The European Space Agency’s CryoSat has recently detected an acceleration of ice loss in the Southern Antarctica Peninsula. The news is concerning scientists around the globe because this region has previously been stable. Before 2009, the Southern Antarctica Peninsula displayed no signs of change in terms of its ice mass.
In the last six years, however, this 750 kilometer (466 mile) strip of Antarctica has been shedding ice into the ocean at a rate of about 60 cubic km each year. This change was detected by CryoSat, the European Space Agency’s satellite mission that is responsible for measuring and monitoring changes in ice that blanket both Antarctica and Greenland. Ice coverage is important because ice helps to regulate climate and sea levels. Ice loss is a symptom of global warming.
This particular decrease of ice in the Southern Antarctica Peninsula is alarming because of the rate of loss. While this region has added about 300 cubic kilometers of water in the past six years, other glaciers along the coast are only shedding ice at a rate of four meters each year. Moreover, the Southern Antarctica Peninsula started shedding ice with apparently no warning. In 2009, the ice shelf started to thin, and melting of the glacier beneath the surface reached a critical threshold.

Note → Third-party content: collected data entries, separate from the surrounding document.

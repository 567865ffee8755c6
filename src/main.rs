use std::{process, sync::Arc};

use ohdl::{
    application::{
        error::AppError,
        render::Renderer,
        repos::ContentStore,
        router::Router,
        site::Site,
    },
    cache::{CacheReader, CacheWriter},
    config,
    domain::{codec::path_to_uri, command::Command},
    infra::{
        db::SqliteRepositories,
        error::InfraError,
        files::ContentFiles,
        http::{self, HttpState},
        telemetry,
    },
    presentation::{TemplateRenderer, UriMapper},
};
use tracing::{Dispatch, Level, dispatcher, error, info, warn};
use tracing_subscriber::fmt as tracing_fmt;

#[tokio::main]
async fn main() {
    if let Err(error) = run().await {
        report_application_error(&error);
        process::exit(1);
    }
}

fn report_application_error(error: &AppError) {
    if dispatcher::has_been_set() {
        error!(error = %error, "application error");
        return;
    }

    let subscriber = tracing_fmt().with_max_level(Level::ERROR).finish();
    let dispatch = Dispatch::new(subscriber);
    dispatcher::with_default(&dispatch, || {
        error!(error = %error, "application error");
    });
}

async fn run() -> Result<(), AppError> {
    let (cli_args, settings) = config::load_with_cli().map_err(InfraError::from)?;

    let command = cli_args
        .command
        .unwrap_or(config::Command::Serve(Box::<config::ServeArgs>::default()));

    telemetry::init(&settings.logging)?;

    match command {
        config::Command::Serve(_) => run_serve(settings).await,
        config::Command::BuildCache(args) => run_build_cache(settings, args).await,
        config::Command::CheckMoved(_) => run_check_moved(settings).await,
    }
}

/// Shared handles every subcommand works with.
struct Library {
    repositories: Arc<SqliteRepositories>,
    store: Arc<dyn ContentStore>,
    renderer: Arc<TemplateRenderer>,
    router: Router,
    files: ContentFiles,
}

async fn open_library(settings: &config::Settings) -> Result<Library, AppError> {
    let pool = SqliteRepositories::connect(
        &settings.database.path,
        settings.database.max_connections.get(),
    )
    .await
    .map_err(|err| InfraError::open_library(&settings.database.path, err))?;

    let repositories = Arc::new(SqliteRepositories::new(pool));
    let store: Arc<dyn ContentStore> = repositories.clone();
    store.build_name_index().await?;

    let base_uri = settings.site.base_uri();
    let renderer = Arc::new(TemplateRenderer::new(
        store.clone(),
        UriMapper::new(base_uri.clone()),
    ));
    let router = Router::new(settings.site.base_path.clone(), base_uri);
    let files = ContentFiles::new(&settings.content.root);

    info!(
        target = "ohdl::startup",
        database = %settings.database.path.display(),
        content_root = %settings.content.root.display(),
        base_path = %settings.site.base_path,
        "library opened"
    );

    Ok(Library {
        repositories,
        store,
        renderer,
        router,
        files,
    })
}

async fn run_serve(settings: config::Settings) -> Result<(), AppError> {
    let library = open_library(&settings).await?;

    let cache = if settings.cache.enabled {
        CacheReader::disk(&settings.cache.directory)
    } else {
        CacheReader::Bypass
    };
    let renderer: Arc<dyn Renderer> = library.renderer.clone();
    let site = Site::new(
        library.store.clone(),
        renderer,
        library.router.clone(),
        cache,
        library.files.clone(),
    );

    let state = HttpState {
        site: Arc::new(site),
        db: library.repositories.clone(),
    };
    serve_http(&settings, state).await
}

async fn serve_http(settings: &config::Settings, state: HttpState) -> Result<(), AppError> {
    let router = http::build_router(state);
    let listener = tokio::net::TcpListener::bind(settings.server.addr)
        .await
        .map_err(|err| InfraError::listen(settings.server.addr, err))?;

    info!(
        target = "ohdl::http",
        addr = %settings.server.addr,
        cache_enabled = settings.cache.enabled,
        "listening"
    );

    let grace = settings.server.graceful_shutdown;
    axum::serve(listener, router.into_make_service())
        .with_graceful_shutdown(async move {
            shutdown_signal().await;
            info!(
                target = "ohdl::http",
                grace_seconds = grace.as_secs(),
                "shutdown requested"
            );
            // Force the exit if in-flight requests outlive the grace period.
            tokio::spawn(async move {
                tokio::time::sleep(grace).await;
                warn!(target = "ohdl::http", "graceful shutdown timed out");
                process::exit(1);
            });
        })
        .await
        .map_err(|err| AppError::unexpected(format!("server error: {err}")))
}

async fn shutdown_signal() {
    if let Err(err) = tokio::signal::ctrl_c().await {
        warn!(target = "ohdl::http", error = %err, "failed to listen for shutdown signal");
        std::future::pending::<()>().await;
    }
}

async fn run_build_cache(
    settings: config::Settings,
    args: config::BuildCacheArgs,
) -> Result<(), AppError> {
    let library = open_library(&settings).await?;
    let writer = CacheWriter::new(&settings.cache.directory);

    if args.clear {
        let removed = writer.clear_all().await?;
        info!(
            target = "ohdl::build_cache",
            root = %writer.root().display(),
            removed,
            "cache cleared"
        );
    }

    let report = writer
        .build_all(
            library.store.as_ref(),
            library.renderer.as_ref(),
            &library.files,
        )
        .await?;

    println!(
        "cached {} pages ({} references, {} documents)",
        report.total(),
        report.references,
        report.documents
    );
    Ok(())
}

async fn run_check_moved(settings: config::Settings) -> Result<(), AppError> {
    let library = open_library(&settings).await?;
    let targets = library.store.list_moved_targets().await?;

    let mut ok = 0usize;
    let mut ng = 0usize;
    for target in targets {
        let request_path = format!("{}{}", library.router.base_path(), path_to_uri(&target));
        let command = library
            .router
            .resolve(library.store.as_ref(), &request_path, None)
            .await;

        let broken = match &command {
            Command::Moved(_) => true,
            Command::NotFound(_) | Command::PlainText { .. } => {
                !library.files.is_file(&target).await
            }
            _ => false,
        };

        if broken {
            println!("{request_path:?}: {}({command:?})", command.name());
            ng += 1;
        } else {
            ok += 1;
        }
    }

    println!("OK: {ok}, NG: {ng}");
    Ok(())
}
use std::path::PathBuf;

use clap::{Args, Parser, Subcommand, builder::BoolishValueParser};

/// Command-line arguments for the ohdl binary.
#[derive(Debug, Parser)]
#[command(name = "ohdl", version, about = "Online HSP Document Library server")]
pub struct CliArgs {
    /// Optional path to a configuration file.
    #[arg(long = "config-file", env = "OHDL_CONFIG_FILE", value_name = "PATH")]
    pub config_file: Option<PathBuf>,

    #[command(subcommand)]
    pub command: Option<Command>,
}

#[derive(Debug, Subcommand, Clone)]
pub enum Command {
    /// Serve the library over HTTP.
    Serve(Box<ServeArgs>),
    /// Render every page into the page cache.
    #[command(name = "build-cache")]
    BuildCache(BuildCacheArgs),
    /// Verify that every moved-path target resolves to a real page.
    #[command(name = "check-moved")]
    CheckMoved(CheckMovedArgs),
}

/// Overrides shared by every subcommand that opens the library.
#[derive(Debug, Args, Default, Clone)]
pub struct LibraryOverrides {
    /// Override the library database file.
    #[arg(long = "database-path", value_name = "PATH")]
    pub database_path: Option<PathBuf>,

    /// Override the public origin (scheme://host[:port]) used in absolute links.
    #[arg(long = "site-origin", value_name = "ORIGIN")]
    pub site_origin: Option<String>,

    /// Override the URL prefix the library is mounted at.
    #[arg(long = "site-base-path", value_name = "PATH")]
    pub site_base_path: Option<String>,

    /// Override the page cache directory.
    #[arg(long = "cache-directory", value_name = "PATH")]
    pub cache_directory: Option<PathBuf>,

    /// Override the directory documents and samples are read from.
    #[arg(long = "content-root", value_name = "PATH")]
    pub content_root: Option<PathBuf>,
}

#[derive(Debug, Args, Default, Clone)]
pub struct ServeArgs {
    #[command(flatten)]
    pub overrides: ServeOverrides,
}

#[derive(Debug, Args, Default, Clone)]
pub struct ServeOverrides {
    #[command(flatten)]
    pub library: LibraryOverrides,

    /// Override the listener host.
    #[arg(long = "server-host", value_name = "HOST")]
    pub server_host: Option<String>,

    /// Override the listener port.
    #[arg(long = "server-port", value_name = "PORT")]
    pub server_port: Option<u16>,

    /// Override the graceful shutdown timeout.
    #[arg(long = "server-graceful-shutdown-seconds", value_name = "SECONDS")]
    pub server_graceful_shutdown_seconds: Option<u64>,

    /// Override the base log level (trace|debug|info|warn|error).
    #[arg(long = "log-level", value_name = "LEVEL")]
    pub log_level: Option<String>,

    /// Toggle JSON logging.
    #[arg(
        long = "log-json",
        value_name = "BOOL",
        value_parser = BoolishValueParser::new()
    )]
    pub log_json: Option<bool>,

    /// Override the database pool size.
    #[arg(long = "database-max-connections", value_name = "COUNT")]
    pub database_max_connections: Option<u32>,

    /// Serve from the page cache (false renders every request).
    #[arg(
        long = "cache-enabled",
        value_name = "BOOL",
        value_parser = BoolishValueParser::new()
    )]
    pub cache_enabled: Option<bool>,
}

#[derive(Debug, Args, Default, Clone)]
pub struct BuildCacheArgs {
    #[command(flatten)]
    pub overrides: LibraryOverrides,

    /// Remove every existing cache entry before rebuilding.
    #[arg(long, action = clap::ArgAction::SetTrue)]
    pub clear: bool,
}

#[derive(Debug, Args, Default, Clone)]
pub struct CheckMovedArgs {
    #[command(flatten)]
    pub overrides: LibraryOverrides,
}
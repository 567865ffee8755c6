//! Logging and metric setup shared by every subcommand.

use std::sync::Once;

use metrics::{Unit, describe_counter};
use tracing::level_filters::LevelFilter;
use tracing_error::ErrorLayer;
use tracing_subscriber::{
    EnvFilter, fmt,
    layer::{Layer, SubscriberExt},
    util::SubscriberInitExt,
};

use crate::config::{LogFormat, LoggingSettings};

use super::error::InfraError;

/// Counters emitted by the pipeline, as (name, description).
const COUNTERS: [(&str, &str); 3] = [
    (
        "ohdl_cache_hit_total",
        "Pages served straight from the page cache.",
    ),
    (
        "ohdl_cache_miss_total",
        "Page cache lookups that fell through to the renderer.",
    ),
    (
        "ohdl_route_fallback_total",
        "Unmatched paths answered by the moved table or the plain-text fallback.",
    ),
];

/// sqlx logs every statement at `info`; the library is read-only and hot.
const QUIET_DIRECTIVES: [&str; 1] = ["sqlx=warn"];

static DESCRIBED: Once = Once::new();

/// Installs the global subscriber for `logging`. `RUST_LOG` still wins over
/// the configured level.
pub fn init(logging: &LoggingSettings) -> Result<(), InfraError> {
    describe_metrics();

    let fmt_layer = match logging.format {
        LogFormat::Json => fmt::layer()
            .json()
            .with_current_span(true)
            .with_target(true)
            .boxed(),
        LogFormat::Compact => fmt::layer().compact().with_target(true).boxed(),
    };

    tracing_subscriber::registry()
        .with(env_filter(logging.level))
        .with(ErrorLayer::default())
        .with(fmt_layer)
        .try_init()
        .map_err(|err| InfraError::Telemetry(err.to_string()))
}

fn env_filter(level: LevelFilter) -> EnvFilter {
    QUIET_DIRECTIVES.iter().fold(
        EnvFilter::builder()
            .with_default_directive(level.into())
            .from_env_lossy(),
        |filter, directive| match directive.parse() {
            Ok(directive) => filter.add_directive(directive),
            Err(_) => filter,
        },
    )
}

/// Registers units and help text for the pipeline counters once per process.
pub fn describe_metrics() {
    DESCRIBED.call_once(|| {
        for (name, help) in COUNTERS {
            describe_counter!(name, Unit::Count, help);
        }
    });
}

#[cfg(test)]
mod tests {
    use super::*;

    #[test]
    fn filter_keeps_level_and_quiets_sqlx() {
        let rendered = env_filter(LevelFilter::DEBUG).to_string();
        assert!(rendered.contains("sqlx=warn"), "{rendered}");
    }

    #[test]
    fn counters_share_the_crate_prefix() {
        assert!(COUNTERS.iter().all(|(name, _)| name.starts_with("ohdl_")));
    }
}
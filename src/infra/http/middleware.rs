use std::time::Instant;

use axum::{
    body::Body,
    http::{HeaderValue, Request},
    middleware::Next,
    response::Response,
};
use tracing::{debug, error, warn};
use uuid::Uuid;

use crate::application::error::ErrorReport;

const REQUEST_ID_HEADER: &str = "x-request-id";

#[derive(Clone)]
pub struct RequestContext {
    pub request_id: String,
}

pub async fn set_request_context(mut request: Request<Body>, next: Next) -> Response {
    let request_id = Uuid::new_v4().to_string();
    let ctx = RequestContext {
        request_id: request_id.clone(),
    };
    request.extensions_mut().insert(ctx.clone());

    let mut response = next.run(request).await;
    if let Ok(value) = HeaderValue::from_str(&request_id) {
        response.headers_mut().insert(REQUEST_ID_HEADER, value);
    }
    response.extensions_mut().insert(ctx);
    response
}

pub async fn log_responses(request: Request<Body>, next: Next) -> Response {
    let method = request.method().clone();
    let uri = request.uri().clone();
    let start = Instant::now();

    let request_id = request
        .extensions()
        .get::<RequestContext>()
        .map(|ctx| ctx.request_id.clone())
        .unwrap_or_default();

    let mut response = next.run(request).await;
    let status = response.status();
    let elapsed_ms = start.elapsed().as_millis();

    if !(status.is_client_error() || status.is_server_error()) {
        debug!(
            target = "ohdl::http::response",
            status = status.as_u16(),
            method = %method,
            path = %uri.path(),
            elapsed_ms = elapsed_ms,
            request_id = request_id,
            "request served",
        );
        return response;
    }

    let report = response.extensions_mut().remove::<ErrorReport>();
    let (source, messages) = match report {
        Some(report) => (report.source, report.messages),
        None => ("unknown", Vec::new()),
    };
    let detail = messages
        .first()
        .cloned()
        .unwrap_or_else(|| "no diagnostic available".to_string());

    if status.is_server_error() {
        error!(
            target = "ohdl::http::response",
            status = status.as_u16(),
            method = %method,
            path = %uri.path(),
            query = uri.query().unwrap_or(""),
            elapsed_ms = elapsed_ms,
            source = source,
            detail = %detail,
            chain = ?messages,
            request_id = request_id,
            "request failed",
        );
    } else {
        warn!(
            target = "ohdl::http::response",
            status = status.as_u16(),
            method = %method,
            path = %uri.path(),
            query = uri.query().unwrap_or(""),
            elapsed_ms = elapsed_ms,
            source = source,
            detail = %detail,
            request_id = request_id,
            "client request error",
        );
    }

    response
}
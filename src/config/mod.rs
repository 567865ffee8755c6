//! Configuration layer: typed settings with layered precedence (file → env → CLI).

mod cli;

use std::{net::SocketAddr, num::NonZeroU32, path::PathBuf, str::FromStr, time::Duration};

use clap::Parser;
use config::{Config, Environment, File};
use serde::Deserialize;
use thiserror::Error;
use tracing::level_filters::LevelFilter;

pub use cli::{
    BuildCacheArgs, CheckMovedArgs, CliArgs, Command, LibraryOverrides, ServeArgs, ServeOverrides,
};

const DEFAULT_CONFIG_BASENAME: &str = "config/default";
const LOCAL_CONFIG_BASENAME: &str = "ohdl";
const DEFAULT_HOST: &str = "127.0.0.1";
const DEFAULT_PORT: u16 = 3000;
const DEFAULT_GRACEFUL_SHUTDOWN_SECS: u64 = 30;
const DEFAULT_DATABASE_PATH: &str = "hdlbase.xdb";
const DEFAULT_DB_MAX_CONNECTIONS: u32 = 4;
const DEFAULT_BASE_PATH: &str = "/";
const DEFAULT_CACHE_DIR: &str = "cache";
const DEFAULT_CONTENT_ROOT: &str = ".";

/// Fully-resolved deployment settings after precedence resolution and validation.
#[derive(Debug, Clone)]
pub struct Settings {
    pub server: ServerSettings,
    pub logging: LoggingSettings,
    pub database: DatabaseSettings,
    pub site: SiteSettings,
    pub cache: CacheSettings,
    pub content: ContentSettings,
}

#[derive(Debug, Clone)]
pub struct ServerSettings {
    pub addr: SocketAddr,
    pub graceful_shutdown: Duration,
}

#[derive(Debug, Clone)]
pub struct LoggingSettings {
    pub level: LevelFilter,
    pub format: LogFormat,
}

#[derive(Debug, Clone, Copy)]
pub enum LogFormat {
    Json,
    Compact,
}

#[derive(Debug, Clone)]
pub struct DatabaseSettings {
    pub path: PathBuf,
    pub max_connections: NonZeroU32,
}

/// Where the library is published.
#[derive(Debug, Clone, PartialEq, Eq)]
pub struct SiteSettings {
    /// `scheme://host[:port]` without a trailing slash, or empty for
    /// origin-relative links.
    pub origin: String,
    /// URL prefix, always starting and ending with `/`.
    pub base_path: String,
}

impl SiteSettings {
    /// Origin plus base path; every generated link starts with this.
    pub fn base_uri(&self) -> String {
        format!("{}{}", self.origin, self.base_path)
    }
}

#[derive(Debug, Clone)]
pub struct CacheSettings {
    pub directory: PathBuf,
    pub enabled: bool,
}

#[derive(Debug, Clone)]
pub struct ContentSettings {
    pub root: PathBuf,
}

#[derive(Debug, Error)]
pub enum LoadError {
    #[error("failed to build configuration: {0}")]
    Build(#[from] config::ConfigError),
    #[error("invalid configuration for `{key}`: {reason}")]
    Invalid { key: &'static str, reason: String },
}

impl LoadError {
    fn invalid(key: &'static str, reason: impl Into<String>) -> Self {
        Self::Invalid {
            key,
            reason: reason.into(),
        }
    }
}

/// Load settings using the configured precedence (file → environment → CLI).
pub fn load(cli: &CliArgs) -> Result<Settings, LoadError> {
    let mut builder = Config::builder()
        .add_source(File::with_name(DEFAULT_CONFIG_BASENAME).required(false))
        .add_source(File::with_name(LOCAL_CONFIG_BASENAME).required(false));

    if let Some(path) = cli.config_file.as_ref() {
        builder = builder.add_source(File::from(path.as_path()).required(true));
    }

    builder = builder.add_source(Environment::with_prefix("OHDL").separator("__"));

    let mut raw: RawSettings = builder.build()?.try_deserialize()?;

    match cli.command.as_ref() {
        Some(Command::Serve(args)) => raw.apply_serve_overrides(&args.overrides),
        Some(Command::BuildCache(args)) => raw.apply_library_overrides(&args.overrides),
        Some(Command::CheckMoved(args)) => raw.apply_library_overrides(&args.overrides),
        None => raw.apply_serve_overrides(&ServeOverrides::default()),
    }

    Settings::from_raw(raw)
}

/// Resolve configuration using the supplied CLI arguments, returning both for downstream use.
pub fn load_with_cli() -> Result<(CliArgs, Settings), LoadError> {
    let args = CliArgs::parse();
    let settings = load(&args)?;
    Ok((args, settings))
}

#[derive(Debug, Clone, Deserialize, Default)]
#[serde(default)]
struct RawSettings {
    server: RawServerSettings,
    logging: RawLoggingSettings,
    database: RawDatabaseSettings,
    site: RawSiteSettings,
    cache: RawCacheSettings,
    content: RawContentSettings,
}

impl RawSettings {
    fn apply_serve_overrides(&mut self, overrides: &ServeOverrides) {
        if let Some(host) = overrides.server_host.as_ref() {
            self.server.host = Some(host.clone());
        }
        if let Some(port) = overrides.server_port {
            self.server.port = Some(port);
        }
        if let Some(seconds) = overrides.server_graceful_shutdown_seconds {
            self.server.graceful_shutdown_seconds = Some(seconds);
        }
        if let Some(level) = overrides.log_level.as_ref() {
            self.logging.level = Some(level.clone());
        }
        if let Some(json) = overrides.log_json {
            self.logging.json = Some(json);
        }
        if let Some(max) = overrides.database_max_connections {
            self.database.max_connections = Some(max);
        }
        if let Some(enabled) = overrides.cache_enabled {
            self.cache.enabled = Some(enabled);
        }

        self.apply_library_overrides(&overrides.library);
    }

    fn apply_library_overrides(&mut self, overrides: &LibraryOverrides) {
        if let Some(path) = overrides.database_path.as_ref() {
            self.database.path = Some(path.clone());
        }
        if let Some(origin) = overrides.site_origin.as_ref() {
            self.site.origin = Some(origin.clone());
        }
        if let Some(base_path) = overrides.site_base_path.as_ref() {
            self.site.base_path = Some(base_path.clone());
        }
        if let Some(directory) = overrides.cache_directory.as_ref() {
            self.cache.directory = Some(directory.clone());
        }
        if let Some(root) = overrides.content_root.as_ref() {
            self.content.root = Some(root.clone());
        }
    }
}

impl Settings {
    fn from_raw(raw: RawSettings) -> Result<Self, LoadError> {
        let RawSettings {
            server,
            logging,
            database,
            site,
            cache,
            content,
        } = raw;

        Ok(Self {
            server: build_server_settings(server)?,
            logging: build_logging_settings(logging)?,
            database: build_database_settings(database)?,
            site: build_site_settings(site)?,
            cache: build_cache_settings(cache)?,
            content: build_content_settings(content)?,
        })
    }
}

fn build_server_settings(server: RawServerSettings) -> Result<ServerSettings, LoadError> {
    let host = server.host.unwrap_or_else(|| DEFAULT_HOST.to_string());

    let port = server.port.unwrap_or(DEFAULT_PORT);
    if port == 0 {
        return Err(LoadError::invalid(
            "server.port",
            "port must be greater than zero",
        ));
    }

    let addr = parse_socket_addr(&host, port)
        .map_err(|reason| LoadError::invalid("server.addr", reason))?;

    let graceful_secs = server
        .graceful_shutdown_seconds
        .unwrap_or(DEFAULT_GRACEFUL_SHUTDOWN_SECS);
    if graceful_secs == 0 {
        return Err(LoadError::invalid(
            "server.graceful_shutdown_seconds",
            "must be greater than zero",
        ));
    }

    Ok(ServerSettings {
        addr,
        graceful_shutdown: Duration::from_secs(graceful_secs),
    })
}

fn build_logging_settings(logging: RawLoggingSettings) -> Result<LoggingSettings, LoadError> {
    let level = match logging.level {
        Some(level) => LevelFilter::from_str(level.as_str()).map_err(|err| {
            LoadError::invalid("logging.level", format!("failed to parse: {err}"))
        })?,
        None => LevelFilter::INFO,
    };

    let format = if logging.json.unwrap_or(false) {
        LogFormat::Json
    } else {
        LogFormat::Compact
    };

    Ok(LoggingSettings { level, format })
}

fn build_database_settings(database: RawDatabaseSettings) -> Result<DatabaseSettings, LoadError> {
    let path = database
        .path
        .unwrap_or_else(|| PathBuf::from(DEFAULT_DATABASE_PATH));
    if path.as_os_str().is_empty() {
        return Err(LoadError::invalid("database.path", "path must not be empty"));
    }

    let max_value = database
        .max_connections
        .unwrap_or(DEFAULT_DB_MAX_CONNECTIONS);
    let max_connections = NonZeroU32::new(max_value)
        .ok_or_else(|| LoadError::invalid("database.max_connections", "must be greater than zero"))?;

    Ok(DatabaseSettings {
        path,
        max_connections,
    })
}

fn build_site_settings(site: RawSiteSettings) -> Result<SiteSettings, LoadError> {
    let origin = site.origin.unwrap_or_default().trim().to_string();
    if !origin.is_empty() {
        let parsed = url::Url::parse(&origin)
            .map_err(|err| LoadError::invalid("site.origin", format!("invalid URL: {err}")))?;
        if !matches!(parsed.scheme(), "http" | "https") {
            return Err(LoadError::invalid(
                "site.origin",
                "scheme must be http or https",
            ));
        }
        if parsed.path() != "/" || parsed.query().is_some() || origin.ends_with('/') {
            return Err(LoadError::invalid(
                "site.origin",
                "origin must not carry a path, query or trailing slash",
            ));
        }
    }

    let base_path = site
        .base_path
        .unwrap_or_else(|| DEFAULT_BASE_PATH.to_string());
    if !base_path.starts_with('/') || !base_path.ends_with('/') {
        return Err(LoadError::invalid(
            "site.base_path",
            "must start and end with `/`",
        ));
    }

    Ok(SiteSettings { origin, base_path })
}

fn build_cache_settings(cache: RawCacheSettings) -> Result<CacheSettings, LoadError> {
    let directory = cache
        .directory
        .unwrap_or_else(|| PathBuf::from(DEFAULT_CACHE_DIR));
    if directory.as_os_str().is_empty() {
        return Err(LoadError::invalid("cache.directory", "path must not be empty"));
    }

    Ok(CacheSettings {
        directory,
        enabled: cache.enabled.unwrap_or(true),
    })
}

fn build_content_settings(content: RawContentSettings) -> Result<ContentSettings, LoadError> {
    let root = content
        .root
        .unwrap_or_else(|| PathBuf::from(DEFAULT_CONTENT_ROOT));
    if root.as_os_str().is_empty() {
        return Err(LoadError::invalid("content.root", "path must not be empty"));
    }

    Ok(ContentSettings { root })
}

#[derive(Debug, Clone, Deserialize, Default)]
#[serde(default)]
struct RawServerSettings {
    host: Option<String>,
    port: Option<u16>,
    graceful_shutdown_seconds: Option<u64>,
}

#[derive(Debug, Clone, Deserialize, Default)]
#[serde(default)]
struct RawLoggingSettings {
    level: Option<String>,
    json: Option<bool>,
}

#[derive(Debug, Clone, Deserialize, Default)]
#[serde(default)]
struct RawDatabaseSettings {
    path: Option<PathBuf>,
    max_connections: Option<u32>,
}

#[derive(Debug, Clone, Deserialize, Default)]
#[serde(default)]
struct RawSiteSettings {
    origin: Option<String>,
    base_path: Option<String>,
}

#[derive(Debug, Clone, Deserialize, Default)]
#[serde(default)]
struct RawCacheSettings {
    directory: Option<PathBuf>,
    enabled: Option<bool>,
}

#[derive(Debug, Clone, Deserialize, Default)]
#[serde(default)]
struct RawContentSettings {
    root: Option<PathBuf>,
}

fn parse_socket_addr(host: &str, port: u16) -> Result<SocketAddr, String> {
    let candidate = format!("{host}:{port}");
    candidate
        .parse()
        .map_err(|err| format!("invalid address `{candidate}`: {err}"))
}
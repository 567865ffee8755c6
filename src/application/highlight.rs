//! Search keyword emphasis for rendered pages.
//!
//! Matching is ASCII case-insensitive and only touches body text: the head,
//! tags, comments, `<style>`/`<script>` blocks and character references are
//! left alone.

use bytes::Bytes;

use crate::domain::codec::escape_html;

const OPEN: &str = "<span class=\"kwd\">";
const CLOSE: &str = "</span>";

/// Regions blanked out before searching, as (start marker, end marker).
const MASKED_REGIONS: [(&[u8], &[u8]); 4] = [
    (b"<", b"<body"),
    (b"<!--", b"-->"),
    (b"<style>", b"</style>"),
    (b"<script", b"</script>"),
];

/// Emphasises every space separated word of `keywords` in `html`.
pub fn emphasize(html: &[u8], keywords: &str) -> Bytes {
    let mut page = String::from_utf8_lossy(html).into_owned();
    for keyword in keywords.split(' ').filter(|word| !word.is_empty()) {
        page = emphasize_word(&page, &escape_html(keyword));
    }
    Bytes::from(page)
}

fn emphasize_word(page: &str, keyword: &str) -> String {
    let keyword = keyword.to_ascii_lowercase();
    let needle = keyword.as_bytes();
    let haystack = masked(page);

    let mut out = String::with_capacity(page.len() + 64);
    let mut copied = 0;
    let mut from = 0;
    while let Some(start) = find(&haystack, needle, from) {
        let end = start + needle.len();
        if in_text(&haystack, start)
            && page.is_char_boundary(start)
            && page.is_char_boundary(end)
        {
            out.push_str(&page[copied..start]);
            out.push_str(OPEN);
            out.push_str(&page[start..end]);
            out.push_str(CLOSE);
            copied = end;
        }
        from = end;
    }
    out.push_str(&page[copied..]);
    out.push_str("<!-- KeywordEmphasis : ");
    out.push_str(&keyword);
    out.push_str(" -->\n");
    out
}

/// Lowercased copy of `page` with non-text regions overwritten by `<`.
///
/// Byte offsets match the original page.
fn masked(page: &str) -> Vec<u8> {
    let mut bytes = page.as_bytes().to_ascii_lowercase();
    for (open, close) in MASKED_REGIONS {
        loop {
            let (Some(start), Some(stop)) = (find(&bytes, open, 0), find(&bytes, close, 0)) else {
                break;
            };
            if stop <= start {
                break;
            }
            let from = (start + 2).min(bytes.len());
            let to = (stop + 2).min(bytes.len());
            bytes[from..to].fill(b'<');
        }
    }
    bytes
}

/// Whether `pos` lies outside any tag and any character reference.
fn in_text(haystack: &[u8], pos: usize) -> bool {
    let before = &haystack[..pos];
    let gt = before.iter().rposition(|&b| b == b'>');
    let lt = before.iter().rposition(|&b| b == b'<');
    let outside_tag = match (gt, lt) {
        (Some(gt), Some(lt)) => gt > lt,
        (_, None) => true,
        (None, Some(_)) => false,
    };
    if !outside_tag {
        return false;
    }

    let window_start = pos.saturating_sub(9).max(gt.unwrap_or(0));
    let window = &haystack[window_start..pos];
    match window.iter().rposition(|&b| b == b'&') {
        Some(amp) => window[amp..].contains(&b';'),
        None => true,
    }
}

fn find(haystack: &[u8], needle: &[u8], from: usize) -> Option<usize> {
    if needle.is_empty() || from >= haystack.len() {
        return None;
    }
    haystack[from..]
        .windows(needle.len())
        .position(|window| window == needle)
        .map(|offset| from + offset)
}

The ice loss is ironic because the Southern Antarctica Peninsula has not shown any changes in the past. This is a region that is largely understudied, however. The ESA’s CryoSat only detected the ice loss after five years of measurements. CryoSat uses an advanced radar altimeter that is able to measure the surface height variation of ice in detail. This allows scientists to monitor changes in its volume with incredible accuracy.
Many scientists were stunned by the findings of the study. It demonstrates how quickly ice sheets can respond to shifting conditions. Scientists attribute the rapid loss of ice in the Southern Antarctica Peninsula to warming oceans, not changes in snowfall or air temperature. They believe that climate warming and ozone depletion have caused the winds that encircle the continent to become more vigorous. This, in turn, pushes warmer water towards the poles where it eats away at the glaciers and ice shelves.
This trend is disturbing because ice shelves in the Antarctic region have lost almost one fifth of their thickness just in the last two decades alone. Scientists are especially concerned about more ice loss in the Southern Antarctic Peninsula because much of its ice is grounded on bedrock beneath sea level. The warm water could melt it even more as it chases it inland.
Overall, more research is desperately needed. Data on ice sheet thickness, glacier flow speeds, and ocean floor topography will all go a long way to help scientists predict if and how long the thinning will continue.